X-ray structure of the direct electron transfer-type FAD glucose dehydrogenase catalytic subunit complexed with a hitchhiker protein.

Yoshida, H.Kojima, K.Shiota, M.Yoshimatsu, K.Yamazaki, T.Ferri, S.Tsugawa, W.Kamitori, S.Sode, K.

(2019) Acta Crystallogr D Struct Biol 75: 841-851

  • DOI: https://doi.org/10.1107/S2059798319010878
  • Primary Citation of Related Structures:  
    6A2U

  • PubMed Abstract: 

    The bacterial flavin adenine dinucleotide (FAD)-dependent glucose dehydrogenase complex derived from Burkholderia cepacia (BcGDH) is a representative molecule of direct electron transfer-type FAD-dependent dehydrogenase complexes.
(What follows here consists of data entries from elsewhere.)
//! Map assembly: per-voxel results back into volumes, and ROI extraction.
//!
//! Every map is produced by [`scatter`], which writes value `i` to
//! `batch.spatial_index()[i]` and the sentinel everywhere else. ROIs read
//! voxels back in the same C-order scan that built the batch, so
//! `create_roi(scatter(v), mask) == v` for the mask the batch came from.

pub mod criteria;

use std::collections::BTreeMap;

use ndarray::Array3;

use crate::domain::{FitResult, MaskElement, Sentinel, VoxelBatch};
use crate::error::{Error, Result};
use crate::models::ForwardModel;

pub const LOG_LIKELIHOOD: &str = "LogLikelihood";
pub const RETURN_CODES: &str = "ReturnCodes";
pub const NUMBER_OF_ITERATIONS: &str = "NumberOfIterations";
pub const BIC: &str = "BIC";
pub const AIC: &str = "AIC";
pub const AICC: &str = "AICc";

/// Named volume maps sharing one spatial shape.
#[derive(Debug, Clone, PartialEq, Default)]
pub struct VolumeMapSet {
    shape: [usize; 3],
    maps: BTreeMap<String, Array3<f64>>,
}

impl VolumeMapSet {
    pub fn new(shape: [usize; 3]) -> Self {
        Self {
            shape,
            maps: BTreeMap::new(),
        }
    }

    /// Add a map; its shape must match the set's.
    pub fn insert(&mut self, name: impl Into<String>, map: Array3<f64>) -> Result<()> {
        if map.shape() != self.shape.as_slice() {
            return Err(Error::ShapeMismatch {
                what: "volume map",
                expected: self.shape.to_vec(),
                actual: map.shape().to_vec(),
            });
        }
        self.maps.insert(name.into(), map);
        Ok(())
    }

    pub fn get(&self, name: &str) -> Option<&Array3<f64>> {
        self.maps.get(name)
    }

    pub fn names(&self) -> impl Iterator<Item = &str> + '_ {
        self.maps.keys().map(String::as_str)
    }

    pub fn iter(&self) -> impl Iterator<Item = (&str, &Array3<f64>)> + '_ {
        self.maps.iter().map(|(k, v)| (k.as_str(), v))
    }

    pub fn len(&self) -> usize {
        self.maps.len()
    }

    pub fn is_empty(&self) -> bool {
        self.maps.is_empty()
    }

    pub fn shape(&self) -> [usize; 3] {
        self.shape
    }
}

/// Write `values[i]` at voxel `i` of `batch`; all other voxels get `sentinel`.
pub fn scatter(values: &[f64], batch: &VoxelBatch, sentinel: Sentinel) -> Result<Array3<f64>> {
    if values.len() != batch.len() {
        return Err(Error::ResultMismatch {
            results: values.len(),
            voxels: batch.len(),
        });
    }
    let [nx, ny, nz] = batch.shape();
    let mut map = Array3::from_elem((nx, ny, nz), sentinel.value());
    for (&value, idx) in values.iter().zip(batch.spatial_index()) {
        map[*idx] = value;
    }
    Ok(map)
}

/// Assemble every output map of one model fit.
pub fn to_maps(
    results: &[FitResult],
    batch: &VoxelBatch,
    model: &dyn ForwardModel,
    sentinel: Sentinel,
) -> Result<VolumeMapSet> {
    if results.len() != batch.len() {
        return Err(Error::ResultMismatch {
            results: results.len(),
            voxels: batch.len(),
        });
    }
    let mut set = VolumeMapSet::new(batch.shape());
    let column = |f: &dyn Fn(&FitResult) -> f64| -> Vec<f64> { results.iter().map(f).collect() };

    for (j, spec) in model.params().iter().enumerate() {
        let values = column(&|r| r.params.get(j).copied().unwrap_or(f64::NAN));
        set.insert(spec.name, scatter(&values, batch, sentinel)?)?;
    }

    let derived: Vec<Vec<f64>> = results.iter().map(|r| model.derived_maps(&r.params)).collect();
    for (j, name) in model.derived_map_names().into_iter().enumerate() {
        let values: Vec<f64> = derived.iter().map(|d| d.get(j).copied().unwrap_or(f64::NAN)).collect();
        set.insert(name, scatter(&values, batch, sentinel)?)?;
    }

    let k = model.n_params();
    let n = batch.n_measurements();
    set.insert(LOG_LIKELIHOOD, scatter(&column(&|r| r.log_likelihood), batch, sentinel)?)?;
    set.insert(RETURN_CODES, scatter(&column(&|r| f64::from(r.status.code())), batch, sentinel)?)?;
    set.insert(NUMBER_OF_ITERATIONS, scatter(&column(&|r| r.iterations as f64), batch, sentinel)?)?;
    set.insert(BIC, scatter(&column(&|r| criteria::bic(r.log_likelihood, k, n)), batch, sentinel)?)?;
    set.insert(AIC, scatter(&column(&|r| criteria::aic(r.log_likelihood, k)), batch, sentinel)?)?;
    set.insert(AICC, scatter(&column(&|r| criteria::aicc(r.log_likelihood, k, n)), batch, sentinel)?)?;
    Ok(set)
}

/// Values of `map` under `mask`, in C scan order.
pub fn create_roi<T: MaskElement>(map: &Array3<f64>, mask: &Array3<T>) -> Result<Vec<f64>> {
    if map.shape() != mask.shape() {
        return Err(Error::ShapeMismatch {
            what: "ROI mask",
            expected: map.shape().to_vec(),
            actual: mask.shape().to_vec(),
        });
    }
    Ok(mask
        .indexed_iter()
        .filter_map(|((x, y, z), m)| m.selects().then(|| map[[x, y, z]]))
        .collect())
}

#[cfg(test)]
mod tests {
    use super::*;
    use crate::domain::{FitStatus, Protocol, ProtocolRow};
    use crate::models::S0;

    fn batch() -> VoxelBatch {
        let protocol = Protocol::new(vec![ProtocolRow::new([0.0; 3], 0.0)]);
        let idx = vec![[0, 0, 1], [1, 1, 0]];
        VoxelBatch::new(vec![vec![3.0], vec![4.0]], protocol, idx, [2, 2, 2]).unwrap()
    }

    fn result(s0: f64, status: FitStatus) -> FitResult {
        FitResult {
            params: vec![s0],
            log_likelihood: -1.5,
            status,
            iterations: 4,
        }
    }

    #[test]
    fn scatter_fills_sentinel_outside_batch() {
        let map = scatter(&[7.0, 8.0], &batch(), Sentinel::Nan).unwrap();
        assert_eq!(map[[0, 0, 1]], 7.0);
        assert_eq!(map[[1, 1, 0]], 8.0);
        assert!(map[[0, 0, 0]].is_nan());
        assert_eq!(map.iter().filter(|v| v.is_nan()).count(), 6);
    }

    #[test]
    fn scatter_rejects_length_mismatch() {
        let err = scatter(&[1.0], &batch(), Sentinel::Zero).unwrap_err();
        assert!(matches!(err, Error::ResultMismatch { results: 1, voxels: 2 }));
    }

    #[test]
    fn to_maps_emits_standard_maps() {
        let results = vec![result(3.0, FitStatus::Converged), result(0.0, FitStatus::Degenerate)];
        let maps = to_maps(&results, &batch(), &S0, Sentinel::Zero).unwrap();
        let names: Vec<&str> = maps.names().collect();
        assert_eq!(
            names,
            vec!["AIC", "AICc", "BIC", "LogLikelihood", "NumberOfIterations", "ReturnCodes", "S0.s0"]
        );
        assert_eq!(maps.get(RETURN_CODES).unwrap()[[1, 1, 0]], 2.0);
        assert_eq!(maps.get("S0.s0").unwrap()[[0, 0, 1]], 3.0);
        assert_eq!(maps.get(AIC).unwrap()[[0, 0, 1]], 5.0);
    }

    #[test]
    fn roi_reads_back_scattered_values() {
        let b = batch();
        let map = scatter(&[7.0, 8.0], &b, Sentinel::Zero).unwrap();
        let mut mask = Array3::from_elem((2, 2, 2), 0.0f32);
        mask[[0, 0, 1]] = 1.0;
        mask[[1, 1, 0]] = 1.0;
        assert_eq!(create_roi(&map, &mask).unwrap(), vec![7.0, 8.0]);
    }

    #[test]
    fn roi_rejects_shape_mismatch() {
        let map = Array3::<f64>::zeros((2, 2, 2));
        let mask = Array3::from_elem((2, 2, 3), true);
        assert!(matches!(create_roi(&map, &mask), Err(Error::ShapeMismatch { .. })));
    }
}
In this study, the X-ray structure of BcGDHγα, the catalytic subunit (α-subunit) of BcGDH complexed with a hitchhiker protein (γ-subunit), was determined. The most prominent feature of this enzyme is the presence of the 3Fe-4S cluster, which is located at the surface of the catalytic subunit and functions in intramolecular and intermolecular electron transfer from FAD to the electron-transfer subunit. The structure of the complex revealed that these two molecules are connected through disulfide bonds and hydrophobic interactions, and that the formation of disulfide bonds is required to stabilize the catalytic subunit. The structure of the complex revealed the putative position of the electron-transfer subunit. A comparison of the structures of BcGDHγα and membrane-bound fumarate reductases suggested that the whole BcGDH complex, which also includes the membrane-bound β-subunit containing three heme c moieties, may form a similar overall structure to fumarate reductases, thus accomplishing effective electron transfer.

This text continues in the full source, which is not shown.